-- What the exercise asks --
Write out all of the data without omission, exactly as shown.
** Information provided follows **
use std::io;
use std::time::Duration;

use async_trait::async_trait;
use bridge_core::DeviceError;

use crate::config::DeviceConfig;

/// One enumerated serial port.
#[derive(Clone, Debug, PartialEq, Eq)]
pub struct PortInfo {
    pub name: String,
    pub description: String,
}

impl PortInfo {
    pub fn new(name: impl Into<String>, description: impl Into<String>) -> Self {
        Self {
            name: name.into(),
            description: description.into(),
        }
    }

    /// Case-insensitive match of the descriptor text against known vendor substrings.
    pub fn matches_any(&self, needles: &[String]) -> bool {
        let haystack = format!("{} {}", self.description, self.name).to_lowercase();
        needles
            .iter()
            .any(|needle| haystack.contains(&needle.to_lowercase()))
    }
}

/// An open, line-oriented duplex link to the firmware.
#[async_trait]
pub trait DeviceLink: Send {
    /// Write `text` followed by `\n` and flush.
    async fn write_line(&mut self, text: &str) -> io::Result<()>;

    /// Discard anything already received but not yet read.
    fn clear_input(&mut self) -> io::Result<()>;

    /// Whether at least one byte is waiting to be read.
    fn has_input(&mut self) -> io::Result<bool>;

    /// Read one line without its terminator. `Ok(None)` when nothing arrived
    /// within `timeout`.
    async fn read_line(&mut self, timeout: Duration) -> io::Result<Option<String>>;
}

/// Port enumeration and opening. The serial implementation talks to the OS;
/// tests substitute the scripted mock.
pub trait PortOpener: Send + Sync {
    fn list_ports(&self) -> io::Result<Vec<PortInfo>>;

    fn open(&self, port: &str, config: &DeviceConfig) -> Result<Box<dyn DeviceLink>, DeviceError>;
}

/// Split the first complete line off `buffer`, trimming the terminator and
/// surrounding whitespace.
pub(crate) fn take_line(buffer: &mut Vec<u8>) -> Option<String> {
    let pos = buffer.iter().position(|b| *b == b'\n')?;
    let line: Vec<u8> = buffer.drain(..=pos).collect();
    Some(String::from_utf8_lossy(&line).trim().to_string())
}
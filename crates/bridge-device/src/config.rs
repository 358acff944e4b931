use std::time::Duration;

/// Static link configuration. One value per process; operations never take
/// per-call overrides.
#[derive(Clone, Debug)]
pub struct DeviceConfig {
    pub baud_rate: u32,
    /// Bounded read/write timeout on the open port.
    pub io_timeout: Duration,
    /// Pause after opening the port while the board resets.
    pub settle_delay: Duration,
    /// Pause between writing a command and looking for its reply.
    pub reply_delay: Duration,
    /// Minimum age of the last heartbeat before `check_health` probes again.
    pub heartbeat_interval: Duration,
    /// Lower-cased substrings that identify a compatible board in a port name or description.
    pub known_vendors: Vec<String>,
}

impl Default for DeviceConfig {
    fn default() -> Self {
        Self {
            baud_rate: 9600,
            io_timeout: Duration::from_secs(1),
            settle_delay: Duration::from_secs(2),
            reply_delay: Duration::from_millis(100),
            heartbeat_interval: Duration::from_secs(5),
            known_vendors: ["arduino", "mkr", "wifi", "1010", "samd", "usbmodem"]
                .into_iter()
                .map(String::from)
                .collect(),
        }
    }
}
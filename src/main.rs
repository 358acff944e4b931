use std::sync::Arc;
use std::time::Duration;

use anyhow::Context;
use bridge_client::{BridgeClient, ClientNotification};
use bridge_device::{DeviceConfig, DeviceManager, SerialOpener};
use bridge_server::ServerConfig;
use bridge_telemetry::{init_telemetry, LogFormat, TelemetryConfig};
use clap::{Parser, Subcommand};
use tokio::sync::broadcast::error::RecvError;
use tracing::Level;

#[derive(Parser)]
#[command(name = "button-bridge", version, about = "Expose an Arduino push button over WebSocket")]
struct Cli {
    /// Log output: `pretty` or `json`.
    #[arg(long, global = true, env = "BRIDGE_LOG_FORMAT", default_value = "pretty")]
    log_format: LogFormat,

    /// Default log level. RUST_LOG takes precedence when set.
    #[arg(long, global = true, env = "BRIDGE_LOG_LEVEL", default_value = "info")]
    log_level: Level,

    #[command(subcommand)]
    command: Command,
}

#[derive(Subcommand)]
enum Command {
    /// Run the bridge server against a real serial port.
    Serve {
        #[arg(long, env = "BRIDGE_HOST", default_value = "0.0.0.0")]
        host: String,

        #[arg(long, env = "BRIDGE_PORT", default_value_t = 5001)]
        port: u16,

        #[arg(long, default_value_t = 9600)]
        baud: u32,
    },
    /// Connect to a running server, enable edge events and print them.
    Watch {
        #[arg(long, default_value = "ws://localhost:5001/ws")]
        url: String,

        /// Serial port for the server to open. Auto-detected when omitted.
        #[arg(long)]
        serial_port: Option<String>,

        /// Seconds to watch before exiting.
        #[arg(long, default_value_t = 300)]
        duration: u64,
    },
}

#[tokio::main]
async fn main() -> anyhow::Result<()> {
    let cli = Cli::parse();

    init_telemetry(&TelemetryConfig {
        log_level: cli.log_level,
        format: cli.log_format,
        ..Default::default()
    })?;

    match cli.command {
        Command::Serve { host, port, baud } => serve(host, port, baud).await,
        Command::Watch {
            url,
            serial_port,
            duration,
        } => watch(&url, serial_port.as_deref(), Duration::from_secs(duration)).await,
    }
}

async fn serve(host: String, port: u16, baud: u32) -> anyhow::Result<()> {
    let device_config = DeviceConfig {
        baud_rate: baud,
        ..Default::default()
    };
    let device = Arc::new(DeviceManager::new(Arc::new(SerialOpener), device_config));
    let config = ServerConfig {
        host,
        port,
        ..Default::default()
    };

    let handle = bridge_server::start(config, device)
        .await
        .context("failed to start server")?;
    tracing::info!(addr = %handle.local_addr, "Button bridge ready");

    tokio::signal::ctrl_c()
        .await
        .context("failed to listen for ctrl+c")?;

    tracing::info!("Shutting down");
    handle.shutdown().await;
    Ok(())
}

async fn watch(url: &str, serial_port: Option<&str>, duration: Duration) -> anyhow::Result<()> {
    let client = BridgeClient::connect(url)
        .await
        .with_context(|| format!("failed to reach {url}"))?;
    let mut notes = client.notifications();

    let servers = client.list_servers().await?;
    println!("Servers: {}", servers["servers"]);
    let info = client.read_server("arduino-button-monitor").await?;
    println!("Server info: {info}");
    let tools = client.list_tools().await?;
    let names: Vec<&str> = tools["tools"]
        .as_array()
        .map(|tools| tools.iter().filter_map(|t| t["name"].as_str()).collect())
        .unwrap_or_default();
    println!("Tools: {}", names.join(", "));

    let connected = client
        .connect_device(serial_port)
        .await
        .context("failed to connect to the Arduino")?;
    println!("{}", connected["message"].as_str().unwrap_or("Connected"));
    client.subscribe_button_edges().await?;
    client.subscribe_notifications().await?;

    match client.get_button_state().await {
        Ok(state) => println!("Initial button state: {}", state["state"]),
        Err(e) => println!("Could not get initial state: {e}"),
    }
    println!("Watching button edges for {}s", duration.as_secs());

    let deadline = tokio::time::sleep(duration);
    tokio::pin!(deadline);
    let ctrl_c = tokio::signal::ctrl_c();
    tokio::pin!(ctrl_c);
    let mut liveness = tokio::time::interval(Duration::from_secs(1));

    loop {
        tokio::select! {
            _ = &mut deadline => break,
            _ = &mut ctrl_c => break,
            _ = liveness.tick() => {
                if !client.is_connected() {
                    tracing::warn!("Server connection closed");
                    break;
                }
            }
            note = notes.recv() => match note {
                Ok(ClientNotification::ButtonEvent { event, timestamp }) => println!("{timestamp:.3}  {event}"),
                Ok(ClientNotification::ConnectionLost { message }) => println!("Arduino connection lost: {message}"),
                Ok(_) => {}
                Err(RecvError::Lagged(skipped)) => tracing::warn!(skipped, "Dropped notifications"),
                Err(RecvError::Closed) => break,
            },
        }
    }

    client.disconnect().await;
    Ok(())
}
** End of Information provided **
-- Task result --
use std::io;
use std::time::Duration;

use async_trait::async_trait;
use bridge_core::DeviceError;

use crate::config::DeviceConfig;

/// One enumerated serial port.
#[derive(Clone, Debug, PartialEq, Eq)]
pub struct PortInfo {
    pub name: String,
    pub description: String,
}

impl PortInfo {
    pub fn new(name: impl Into<String>, description: impl Into<String>) -> Self {
        Self {
            name: name.into(),
            description: description.into(),
        }
    }

    /// Case-insensitive match of the descriptor text against known vendor substrings.
    pub fn matches_any(&self, needles: &[String]) -> bool {
        let haystack = format!("{} {}", self.description, self.name).to_lowercase();
        needles
            .iter()
            .any(|needle| haystack.contains(&needle.to_lowercase()))
    }
}

/// An open, line-oriented duplex link to the firmware.
#[async_trait]
pub trait DeviceLink: Send {
    /// Write `text` followed by `\n` and flush.
    async fn write_line(&mut self, text: &str) -> io::Result<()>;

    /// Discard anything already received but not yet read.
    fn clear_input(&mut self) -> io::Result<()>;

    /// Whether at least one byte is waiting to be read.
    fn has_input(&mut self) -> io::Result<bool>;

    /// Read one line without its terminator. `Ok(None)` when nothing arrived
    /// within `timeout`.
    async fn read_line(&mut self, timeout: Duration) -> io::Result<Option<String>>;
}

/// Port enumeration and opening. The serial implementation talks to the OS;
/// tests substitute the scripted mock.
pub trait PortOpener: Send + Sync {
    fn list_ports(&self) -> io::Result<Vec<PortInfo>>;

    fn open(&self, port: &str, config: &DeviceConfig) -> Result<Box<dyn DeviceLink>, DeviceError>;
}

/// Split the first complete line off `buffer`, trimming the terminator and
/// surrounding whitespace.
pub(crate) fn take_line(buffer: &mut Vec<u8>) -> Option<String> {
    let pos = buffer.iter().position(|b| *b == b'\n')?;
    let line: Vec<u8> = buffer.drain(..=pos).collect();
    Some(String::from_utf8_lossy(&line).trim().to_string())
}
filename crates/bridge-device/src/config.rs
repository 358acff944e4b931
use std::time::Duration;

/// Static link configuration. One value per process; operations never take
/// per-call overrides.
#[derive(Clone, Debug)]
pub struct DeviceConfig {
    pub baud_rate: u32,
    /// Bounded read/write timeout on the open port.
    pub io_timeout: Duration,
    /// Pause after opening the port while the board resets.
    pub settle_delay: Duration,
    /// Pause between writing a command and looking for its reply.
    pub reply_delay: Duration,
    /// Minimum age of the last heartbeat before `check_health` probes again.
    pub heartbeat_interval: Duration,
    /// Lower-cased substrings that identify a compatible board in a port name or description.
    pub known_vendors: Vec<String>,
}

impl Default for DeviceConfig {
    fn default() -> Self {
        Self {
            baud_rate: 9600,
            io_timeout: Duration::from_secs(1),
            settle_delay: Duration::from_secs(2),
            reply_delay: Duration::from_millis(100),
            heartbeat_interval: Duration::from_secs(5),
            known_vendors: ["arduino", "mkr", "wifi", "1010", "samd", "usbmodem"]
                .into_iter()
                .map(String::from)
                .collect(),
        }
    }
}
filename src/main.rs
repository 358acff944e4b931
use std::sync::Arc;
use std::time::Duration;

use anyhow::Context;
use bridge_client::{BridgeClient, ClientNotification};
use bridge_device::{DeviceConfig, DeviceManager, SerialOpener};
use bridge_server::ServerConfig;
use bridge_telemetry::{init_telemetry, LogFormat, TelemetryConfig};
use clap::{Parser, Subcommand};
use tokio::sync::broadcast::error::RecvError;
use tracing::Level;

#[derive(Parser)]
#[command(name = "button-bridge", version, about = "Expose an Arduino push button over WebSocket")]
struct Cli {
    /// Log output: `pretty` or `json`.
    #[arg(long, global = true, env = "BRIDGE_LOG_FORMAT", default_value = "pretty")]
    log_format: LogFormat,

    /// Default log level. RUST_LOG takes precedence when set.
    #[arg(long, global = true, env = "BRIDGE_LOG_LEVEL", default_value = "info")]
    log_level: Level,

    #[command(subcommand)]
    command: Command,
}

#[derive(Subcommand)]
enum Command {
    /// Run the bridge server against a real serial port.
    Serve {
        #[arg(long, env = "BRIDGE_HOST", default_value = "0.0.0.0")]
        host: String,

        #[arg(long, env = "BRIDGE_PORT", default_value_t = 5001)]
        port: u16,

        #[arg(long, default_value_t = 9600)]
        baud: u32,
    },
    /// Connect to a running server, enable edge events and print them.
    Watch {
        #[arg(long, default_value = "ws://localhost:5001/ws")]
        url: String,

        /// Serial port for the server to open. Auto-detected when omitted.
        #[arg(long)]
        serial_port: Option<String>,

        /// Seconds to watch before exiting.
        #[arg(long, default_value_t = 300)]
        duration: u64,
    },
}

#[tokio::main]
async fn main() -> anyhow::Result<()> {
    let cli = Cli::parse();

    init_telemetry(&TelemetryConfig {
        log_level: cli.log_level,
        format: cli.log_format,
        ..Default::default()
    })?;

    match cli.command {
        Command::Serve { host, port, baud } => serve(host, port, baud).await,
        Command::Watch {
            url,
            serial_port,
            duration,
        } => watch(&url, serial_port.as_deref(), Duration::from_secs(duration)).await,
    }
}

async fn serve(host: String, port: u16, baud: u32) -> anyhow::Result<()> {
    let device_config = DeviceConfig {
        baud_rate: baud,
        ..Default::default()
    };
    let device = Arc::new(DeviceManager::new(Arc::new(SerialOpener), device_config));
    let config = ServerConfig {
        host,
        port,
        ..Default::default()
    };

    let handle = bridge_server::start(config, device)
        .await
        .context("failed to start server")?;
    tracing::info!(addr = %handle.local_addr, "Button bridge ready");

    tokio::signal::ctrl_c()
        .await
        .context("failed to listen for ctrl+c")?;

    tracing::info!("Shutting down");
    handle.shutdown().await;
    Ok(())
}

async fn watch(url: &str, serial_port: Option<&str>, duration: Duration) -> anyhow::Result<()> {
    let client = BridgeClient::connect(url)
        .await
        .with_context(|| format!("failed to reach {url}"))?;
    let mut notes = client.notifications();

    let servers = client.list_servers().await?;
    println!("Servers: {}", servers["servers"]);
    let info = client.read_server("arduino-button-monitor").await?;
    println!("Server info: {info}");
    let tools = client.list_tools().await?;
    let names: Vec<&str> = tools["tools"]
        .as_array()
        .map(|tools| tools.iter().filter_map(|t| t["name"].as_str()).collect())
        .unwrap_or_default();
    println!("Tools: {}", names.join(", "));

    let connected = client
        .connect_device(serial_port)
        .await
        .context("failed to connect to the Arduino")?;
    println!("{}", connected["message"].as_str().unwrap_or("Connected"));
    client.subscribe_button_edges().await?;
    client.subscribe_notifications().await?;

    match client.get_button_state().await {
        Ok(state) => println!("Initial button state: {}", state["state"]),
        Err(e) => println!("Could not get initial state: {e}"),
    }
    println!("Watching button edges for {}s", duration.as_secs());

    let deadline = tokio::time::sleep(duration);
    tokio::pin!(deadline);
    let ctrl_c = tokio::signal::ctrl_c();
    tokio::pin!(ctrl_c);
    let mut liveness = tokio::time::interval(Duration::from_secs(1));

    loop {
        tokio::select! {
            _ = &mut deadline => break,
            _ = &mut ctrl_c => break,
            _ = liveness.tick() => {
                if !client.is_connected() {
                    tracing::warn!("Server connection closed");
                    break;
                }
            }
            note = notes.recv() => match note {
                Ok(ClientNotification::ButtonEvent { event, timestamp }) => println!("{timestamp:.3}  {event}"),
                Ok(ClientNotification::ConnectionLost { message }) => println!("Arduino connection lost: {message}"),
                Ok(_) => {}
                Err(RecvError::Lagged(skipped)) => tracing::warn!(skipped, "Dropped notifications"),
                Err(RecvError::Closed) => break,
            },
        }
    }

    client.disconnect().await;
    Ok(())
}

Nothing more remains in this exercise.